Just as all this was happening in 1990, by happy serendipity, I found myself in a new job working full time on European projects for Margret Hodge, a Labour politician who had ambitions to be the first Mayor of London (assuming a Labour victory in ’92) and who was working to open up new lines of communication and politicking with Brussels that would bypass the reactionary, and increasingly clapped out, Tory national government. Other UK regions and cities were also taking this route and playing this game. It was an exciting and intoxicating time to work full time on EU projects and programs. I threw myself into it, learning how to navigate the byzantine Brussels bureaucracies, how to play the complex games of the UK and European civil servants, how to speak the new bureaucratic and policy jargon of EU. I was pretty good at this stuff. Over the years, fuelled by the generous expense accounts that came with European work, I jetted around Europe, making lots of new work friends, poking my nose into the nitty gritty of local and regional government from one end of the continent to the other. I came to know intimately the details and daily dynamics of dozens of different political systems and national political cultures. I could walk into town halls in Bologna, Budapest and Thessaloniki and steer myself around their corridors, and around the dance of local political intrigues and power plays, just as easily, and with the same familiarity, as I could in the town hall in Islington. It was exhilarating, fascinating and oh so much fun.

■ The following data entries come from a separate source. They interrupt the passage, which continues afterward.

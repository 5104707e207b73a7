//! GeoJSON export of an estimate for map renderers.
//!
//! GeoJSON positions are `[longitude, latitude]`.

use geojson::{Feature, FeatureCollection, Geometry, JsonObject, Value as GeoValue};
use serde_json::{json, Value};

use crate::estimator::CongestionEstimate;
use crate::GpsPoint;

fn position(p: &GpsPoint) -> Vec<f64> {
    vec![p.longitude, p.latitude]
}

fn object(value: Value) -> Option<JsonObject> {
    match value {
        Value::Object(map) => Some(map),
        _ => None,
    }
}

fn feature(geometry: GeoValue, properties: Value) -> Feature {
    Feature {
        bbox: None,
        geometry: Some(Geometry::new(geometry)),
        id: None,
        properties: object(properties),
        foreign_members: None,
    }
}

impl CongestionEstimate {
    /// One colored line per segment, one marker per sensor prediction, and
    /// start/end markers. Summary figures go in the collection's top-level
    /// `properties` member.
    pub fn to_feature_collection(&self) -> FeatureCollection {
        let mut features = Vec::with_capacity(self.segments.len() + self.predictions.len() + 2);

        for segment in &self.segments {
            features.push(feature(
                GeoValue::LineString(vec![position(&segment.start), position(&segment.end)]),
                json!({
                    "kind": "segment",
                    "severity": segment.severity_class.label(),
                    "color": segment.severity_class.color(),
                }),
            ));
        }

        for prediction in &self.predictions {
            let severity = prediction.severity();
            features.push(feature(
                GeoValue::Point(position(&prediction.sensor.location)),
                json!({
                    "kind": "sensor",
                    "id": prediction.sensor.id,
                    "name": prediction.sensor.name,
                    "predicted_load": prediction.predicted_load,
                    "group": prediction.group.index(),
                    "severity": severity.label(),
                    "color": severity.color(),
                }),
            ));
        }

        if let (Some(start), Some(end)) = (self.route.first(), self.route.last()) {
            features.push(feature(GeoValue::Point(position(start)), json!({ "kind": "start" })));
            features.push(feature(GeoValue::Point(position(end)), json!({ "kind": "end" })));
        }

        let mut summary = JsonObject::new();
        summary.insert(
            "properties".to_string(),
            json!({
                "sensor_count": self.summary.sensor_count,
                "mean_load": self.summary.mean_load,
                "median_load": self.summary.median_load,
                "severity": self.summary.severity.label(),
                "baseline_seconds": self.summary.baseline.seconds(),
            }),
        );

        FeatureCollection {
            bbox: None,
            features,
            foreign_members: Some(summary),
        }
    }

    /// [`Self::to_feature_collection`] as a JSON value.
    pub fn to_geojson(&self) -> Value {
        Value::Object(JsonObject::from(&self.to_feature_collection()))
    }
}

I became a passionate believer and advocate for what might be called the ‘EU package’. This was the vision of a Europe bound together into a single political system, with a strong pan-European layer of institutions and powers resting on, and working in partnership with, strong regional and local government. In this vision power and relevance would leech out of the old national governments, and most of the important stuff in politics, and most of the money, would shift upwards to the EU institutions and downward to the local and regional. The old national entities would lose their importance and start to fade away, they had after all been the source of so much bloodshed and suffering. It was such a logical and pleasing vision. It rekindled my old internationalism in what I thought was a far more practical and less idealogical new form. Once again I thought I could see that history was moving ineluctably along a path, this time towards a new post national future and a new united Europe. That was when the alarm bells should have gone off, because generally the moment you become convinced history is on your side is the moment you are usually losing the plot.

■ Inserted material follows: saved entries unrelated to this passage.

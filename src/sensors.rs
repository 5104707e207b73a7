//! Sensor catalogs and spatial lookups.
//!
//! The sensor catalog and the historical-load catalog are loaded once and
//! shared read-only by every request. Per request, the catalog is narrowed to
//! the route's bounding box and the candidates are indexed for radius queries
//! around each densified route point.

use std::collections::{HashMap, HashSet};
use std::io::Read;
use std::path::Path;

use log::{debug, info};
use rstar::{PointDistance, RTree, RTreeObject, AABB};
use serde::{Deserialize, Serialize};

use crate::error::{CongestionError, Result};
use crate::geo_utils::meters_to_degrees;
use crate::{BoundingBox, GpsPoint};

/// Default cap on sensors kept after bounding-box filtering.
pub const DEFAULT_MAX_CANDIDATES: usize = 1000;

/// Default radius searched around every route point, in meters.
pub const DEFAULT_SENSOR_RADIUS_METERS: f64 = 6.0;

/// A fixed traffic measurement point.
#[derive(Debug, Clone, PartialEq, Serialize, Deserialize)]
pub struct SensorPoint {
    pub id: String,
    pub name: String,
    pub location: GpsPoint,
}

impl SensorPoint {
    pub fn new(id: impl Into<String>, name: impl Into<String>, location: GpsPoint) -> Self {
        Self {
            id: id.into(),
            name: name.into(),
            location,
        }
    }
}

#[derive(Debug, Deserialize)]
struct SensorRecord {
    id: String,
    name: String,
    latitude: f64,
    longitude: f64,
}

#[derive(Debug, Deserialize)]
struct HistoricalLoadRecord {
    id: String,
    historical_mean_load: f64,
}

// ============================================================================
// Catalogs
// ============================================================================

/// Static table of sensor locations, in file order.
#[derive(Debug, Clone, Default)]
pub struct SensorCatalog {
    sensors: Vec<SensorPoint>,
}

fn check_location(sensor: &SensorPoint) -> Result<()> {
    if sensor.location.is_valid() {
        Ok(())
    } else {
        Err(CongestionError::catalog(format!(
            "sensor '{}' has invalid coordinates ({}, {})",
            sensor.id, sensor.location.latitude, sensor.location.longitude
        )))
    }
}

fn check_load(sensor_id: &str, load: f64) -> Result<()> {
    if load.is_finite() {
        Ok(())
    } else {
        Err(CongestionError::catalog(format!(
            "sensor '{}' has a non-finite historical load",
            sensor_id
        )))
    }
}

impl SensorCatalog {
    /// Fails if any sensor has out-of-range or non-finite coordinates.
    pub fn new(sensors: Vec<SensorPoint>) -> Result<Self> {
        for sensor in &sensors {
            check_location(sensor)?;
        }
        Ok(Self { sensors })
    }

    /// Read `id,name,latitude,longitude` rows.
    pub fn from_csv_reader<R: Read>(reader: R) -> Result<Self> {
        let mut csv_reader = csv::Reader::from_reader(reader);
        let mut sensors = Vec::new();

        for (row, record) in csv_reader.deserialize::<SensorRecord>().enumerate() {
            let record = record.map_err(|e| {
                CongestionError::catalog(format!("sensor catalog row {}: {}", row + 1, e))
            })?;
            let sensor = SensorPoint::new(
                record.id,
                record.name,
                GpsPoint::new(record.latitude, record.longitude),
            );
            check_location(&sensor)?;
            sensors.push(sensor);
        }

        info!("[SensorCatalog] Loaded {} sensors", sensors.len());
        Ok(Self { sensors })
    }

    pub fn from_csv_path(path: impl AsRef<Path>) -> Result<Self> {
        let path = path.as_ref();
        let file = std::fs::File::open(path).map_err(|e| {
            CongestionError::catalog(format!("cannot open {}: {}", path.display(), e))
        })?;
        Self::from_csv_reader(file)
    }

    pub fn sensors(&self) -> &[SensorPoint] {
        &self.sensors
    }

    pub fn len(&self) -> usize {
        self.sensors.len()
    }

    pub fn is_empty(&self) -> bool {
        self.sensors.is_empty()
    }
}

/// Long-run mean load per sensor id.
#[derive(Debug, Clone, Default)]
pub struct HistoricalLoadCatalog {
    loads: HashMap<String, f64>,
}

impl HistoricalLoadCatalog {
    /// Fails if any load is NaN or infinite.
    pub fn new(loads: HashMap<String, f64>) -> Result<Self> {
        for (id, &load) in &loads {
            check_load(id, load)?;
        }
        Ok(Self { loads })
    }

    /// Build from `(sensor_id, load)` pairs. Later duplicates win.
    pub fn from_entries(entries: impl IntoIterator<Item = (String, f64)>) -> Result<Self> {
        let mut loads = HashMap::new();
        for (id, load) in entries {
            check_load(&id, load)?;
            loads.insert(id, load);
        }
        Ok(Self { loads })
    }

    /// Read `id,historical_mean_load` rows. Later duplicates win.
    pub fn from_csv_reader<R: Read>(reader: R) -> Result<Self> {
        let mut csv_reader = csv::Reader::from_reader(reader);
        let mut loads = HashMap::new();

        for (row, record) in csv_reader.deserialize::<HistoricalLoadRecord>().enumerate() {
            let record = record.map_err(|e| {
                CongestionError::catalog(format!("historical load row {}: {}", row + 1, e))
            })?;
            check_load(&record.id, record.historical_mean_load)?;
            loads.insert(record.id, record.historical_mean_load);
        }

        info!("[HistoricalLoadCatalog] Loaded {} entries", loads.len());
        Ok(Self { loads })
    }

    pub fn from_csv_path(path: impl AsRef<Path>) -> Result<Self> {
        let path = path.as_ref();
        let file = std::fs::File::open(path).map_err(|e| {
            CongestionError::catalog(format!("cannot open {}: {}", path.display(), e))
        })?;
        Self::from_csv_reader(file)
    }

    pub fn get(&self, sensor_id: &str) -> Option<f64> {
        self.loads.get(sensor_id).copied()
    }

    pub fn len(&self) -> usize {
        self.loads.len()
    }

    pub fn is_empty(&self) -> bool {
        self.loads.is_empty()
    }
}

// ============================================================================
// Spatial Index
// ============================================================================

/// A sensor position with its catalog index for R-tree queries
#[derive(Debug, Clone, Copy)]
struct IndexedSensor {
    idx: usize,
    lat: f64,
    lng: f64,
}

impl RTreeObject for IndexedSensor {
    type Envelope = AABB<[f64; 2]>;

    fn envelope(&self) -> Self::Envelope {
        AABB::from_point([self.lat, self.lng])
    }
}

impl PointDistance for IndexedSensor {
    fn distance_2(&self, point: &[f64; 2]) -> f64 {
        let dlat = self.lat - point[0];
        let dlng = self.lng - point[1];
        dlat * dlat + dlng * dlng
    }
}

fn build_rtree<'a>(sensors: impl Iterator<Item = (usize, &'a SensorPoint)>) -> RTree<IndexedSensor> {
    let indexed: Vec<IndexedSensor> = sensors
        .map(|(idx, s)| IndexedSensor {
            idx,
            lat: s.location.latitude,
            lng: s.location.longitude,
        })
        .collect();
    RTree::bulk_load(indexed)
}

/// Spatial index over the full sensor catalog. Built once, read-only.
pub struct SensorIndex {
    sensors: Vec<SensorPoint>,
    tree: RTree<IndexedSensor>,
}

impl SensorIndex {
    pub fn new(catalog: SensorCatalog) -> Self {
        let tree = build_rtree(catalog.sensors.iter().enumerate());
        Self {
            sensors: catalog.sensors,
            tree,
        }
    }

    pub fn len(&self) -> usize {
        self.sensors.len()
    }

    pub fn is_empty(&self) -> bool {
        self.sensors.is_empty()
    }

    /// Sensors inside `bbox` (edges inclusive), in catalog order, truncated
    /// to `max_count`.
    pub fn filter_by_bounding_box(&self, bbox: &BoundingBox, max_count: usize) -> CandidateSensors<'_> {
        let envelope = AABB::from_corners([bbox.min_lat, bbox.min_lng], [bbox.max_lat, bbox.max_lng]);
        let mut indices: Vec<usize> = self
            .tree
            .locate_in_envelope(&envelope)
            .map(|s| s.idx)
            .collect();
        indices.sort_unstable();
        let found = indices.len();
        indices.truncate(max_count);

        debug!(
            "[SensorIndex] {} sensors in bounding box, keeping {}",
            found,
            indices.len()
        );

        let sensors: Vec<&SensorPoint> = indices.iter().map(|&i| &self.sensors[i]).collect();
        let tree = build_rtree(sensors.iter().copied().enumerate());
        CandidateSensors { sensors, tree }
    }
}

/// The per-request subset of sensors near a route.
pub struct CandidateSensors<'a> {
    sensors: Vec<&'a SensorPoint>,
    tree: RTree<IndexedSensor>,
}

impl<'a> CandidateSensors<'a> {
    pub fn len(&self) -> usize {
        self.sensors.len()
    }

    pub fn is_empty(&self) -> bool {
        self.sensors.is_empty()
    }

    pub fn sensors(&self) -> &[&'a SensorPoint] {
        &self.sensors
    }

    /// Sensors within `radius_meters` of `point`, in catalog order.
    ///
    /// The radius is converted to degrees with the flat 111,139 m/degree
    /// approximation and compared against planar degree distance.
    pub fn radius_query(&self, point: &GpsPoint, radius_meters: f64) -> Vec<&'a SensorPoint> {
        let radius_deg = meters_to_degrees(radius_meters);
        let mut indices: Vec<usize> = self
            .tree
            .locate_within_distance([point.latitude, point.longitude], radius_deg * radius_deg)
            .map(|s| s.idx)
            .collect();
        indices.sort_unstable();
        indices.into_iter().map(|i| self.sensors[i]).collect()
    }

    /// Every sensor within `radius_meters` of any route point, each once, in
    /// order of first discovery along the route.
    pub fn collect_near_route(&self, route: &[GpsPoint], radius_meters: f64) -> Vec<SensorPoint> {
        let mut seen: HashSet<&str> = HashSet::new();
        let mut nearby = Vec::new();

        for point in route {
            for sensor in self.radius_query(point, radius_meters) {
                if seen.insert(sensor.id.as_str()) {
                    nearby.push(sensor.clone());
                }
            }
        }

        info!(
            "[SensorIndex] {} sensors within {}m of {} route points",
            nearby.len(),
            radius_meters,
            route.len()
        );
        nearby
    }
}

In fact what was happening was that I was becoming a member of the Brussels nomenklatura. As Georges Clemenceau said “There is no passion like that of a functionary for his function” and boy did I love my function. Working inside the Brussels bubble is a powerful experience, inside it everything seems so clear and, at a ‘grand scheme of things’ level, so unproblematic. It becomes easy to think that those with doubts about the EU project, those for whom national identity still loomed very large or who complained that the EU was undemocratic, must be some sort of political and cultural dinosaurs resisting their inevitable historical extinction.

Things start to go wrong

By the time New Labour won in 1997 and apparently swept away the reactionary old Tory Euro scepticism, I was working flat out as as an operator deep inside the machinery of the EU, running dozens of project, constantly on the move from one European city to another. My belief in the European Union as a grand progressive project, and the instrument we progressives could use to tame capitalism, was at its peak.

But as the 20th century came to a close my support for the notion of ever greater union and the entire European project began, at first almost imperceptibly, to waiver. In order to be able to effectively operate politically as I worked so closely and intimately in the political systems of so many cities in Europe I needed to understand and appreciate the deep play of numerous local myths of national origins and identity, and of national histories. I began to realise just how complex the national question was. I was reading a lot about how the nations I was working in had come into existence because I needed, as a practical aid, to understand how their various national identities had been formed and how their political system had been created. As the Balkans burned I started to study the role of ethnicity in European history and nation building. For the first time I started to really think and read deeply about how nation states (which are after all fairly modern inventions) had come into existence and how they worked. I came to realise just how important nation states had been in creating national arenas in which democratic political systems had been built, and upon which social democratic structures of social solidarity were erected, and how dangrous underming those national foundations might be.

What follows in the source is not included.